Can somebody help me locate this info? Belinda (Sew4Fun) had info on her blog about sliding the pattern leg over to remove some of the wrinkles under the butt. The pattern leg is cut horizontally but I can't remember:

A. If it is cut below or above the crotch line, and
B. If the lower piece is sliding out a 1/2" toward the side seam or in toward the crotch line.

The alteration had something to do with stance and the draft of a pattern. Her blog is closed down now, so any help with locating this info would be greatly appreciated.

I'd like to compare it to Jennifer Stern's info to see if it is the same alteration. To remove the wrinkles the leg piece is moved closer to the center of the body, yes? I'm close to solving this issue on my daughter's jeans, but I think this is key to getting a good fit for her.

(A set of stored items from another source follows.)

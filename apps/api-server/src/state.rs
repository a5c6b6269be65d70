//! Application state - shared across all handlers.

use std::sync::Arc;

use async_trait::async_trait;

use garage_core::ports::{AiError, GenerativeModel, TokenService};
use garage_core::services::{AccountService, ChatService, ForumRepositories, ForumService};
use garage_infra::{Argon2PasswordService, GeminiClient, InMemoryDatabase, JwtTokenService};

#[cfg(feature = "postgres")]
use garage_infra::database::{
    DatabaseConnections, PostgresCategoryRepository, PostgresChatLogRepository,
    PostgresPostRepository, PostgresReplyRepository, PostgresUserRepository,
};

use crate::config::AppConfig;

/// Shared application state.
#[derive(Clone)]
pub struct AppState {
    pub accounts: Arc<AccountService>,
    pub forum: Arc<ForumService>,
    pub chat: Arc<ChatService>,
    pub tokens: Arc<dyn TokenService>,
    /// `postgres` or `memory`.
    pub storage: &'static str,
}

/// Stand-in model used when the Gemini client cannot be built.
pub struct OfflineModel;

#[async_trait]
impl GenerativeModel for OfflineModel {
    async fn generate(&self, _prompt: &str) -> Result<String, AiError> {
        Err(AiError::NotConfigured)
    }
}

impl AppState {
    /// Build the application state with appropriate implementations.
    pub async fn new(config: &AppConfig) -> Self {
        let (repos, storage) = Self::repositories(config).await;

        let model: Arc<dyn GenerativeModel> = match GeminiClient::new(config.gemini.clone()) {
            Ok(client) => {
                if !config.gemini.is_configured() {
                    tracing::warn!("GEMINI_API_KEY not set. Chat will answer from keyword fallback.");
                }
                Arc::new(client)
            }
            Err(e) => {
                tracing::error!("Failed to build Gemini client: {}. Chat runs offline.", e);
                Arc::new(OfflineModel)
            }
        };

        let state = Self::build(repos, model, Arc::new(JwtTokenService::from_env()), storage);
        tracing::info!(storage, model = %config.gemini.model, "Application state initialized");
        state
    }

    /// Wire services over the given adapters.
    pub fn build(
        repos: ForumRepositories,
        model: Arc<dyn GenerativeModel>,
        tokens: Arc<dyn TokenService>,
        storage: &'static str,
    ) -> Self {
        Self {
            accounts: Arc::new(AccountService::new(
                repos.users.clone(),
                Arc::new(Argon2PasswordService::new()),
                tokens.clone(),
            )),
            chat: Arc::new(ChatService::new(model, repos.chat_logs.clone())),
            forum: Arc::new(ForumService::new(repos)),
            tokens,
            storage,
        }
    }

    #[cfg(feature = "postgres")]
    async fn repositories(config: &AppConfig) -> (ForumRepositories, &'static str) {
        let Some(db_config) = config.database.as_ref() else {
            tracing::warn!("DATABASE_URL not set. Running without database (in-memory mode).");
            return (InMemoryDatabase::seeded().await.repositories(), "memory");
        };

        match DatabaseConnections::init(db_config).await {
            Ok(connections) => {
                let db = connections.main;
                let repos = ForumRepositories {
                    users: Arc::new(PostgresUserRepository::new(db.clone())),
                    categories: Arc::new(PostgresCategoryRepository::new(db.clone())),
                    posts: Arc::new(PostgresPostRepository::new(db.clone())),
                    replies: Arc::new(PostgresReplyRepository::new(db.clone())),
                    chat_logs: Arc::new(PostgresChatLogRepository::new(db)),
                };
                (repos, "postgres")
            }
            Err(e) => {
                tracing::error!(
                    "Failed to connect to database: {}. Using in-memory fallback.",
                    e
                );
                (InMemoryDatabase::seeded().await.repositories(), "memory")
            }
        }
    }

    #[cfg(not(feature = "postgres"))]
    async fn repositories(_config: &AppConfig) -> (ForumRepositories, &'static str) {
        tracing::info!("Running without postgres feature - using in-memory repositories");
        (InMemoryDatabase::seeded().await.repositories(), "memory")
    }
}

ETA, I've already searched the Knowledge base but can't locate what I'm looking for.
-- Edited on 7/24/12 8:51 AM --

------
Big 4 Pattern size 12, RTW bottom: 6, RTW jacket 8, RTW top (no size fits me well!)
Measurements: 34 HB/36 FB (34C bra)/27.5/36 (and working hard to keep it that way.)
Machines: Sewing: Elna 760, vintage Kenmore Model 33 (1967), Janome Gem Gold 3, Singer Model 99, Singer 221/Featherweight. Sergers: Babylock Imagine and Babylock Enlighten. Embroidery Only: Janome 300E. Embroidery/Sewing Combo: Brother Dream machine. Coverstitch: Babylock BLCS. Straight Stitch: Janome 1600P.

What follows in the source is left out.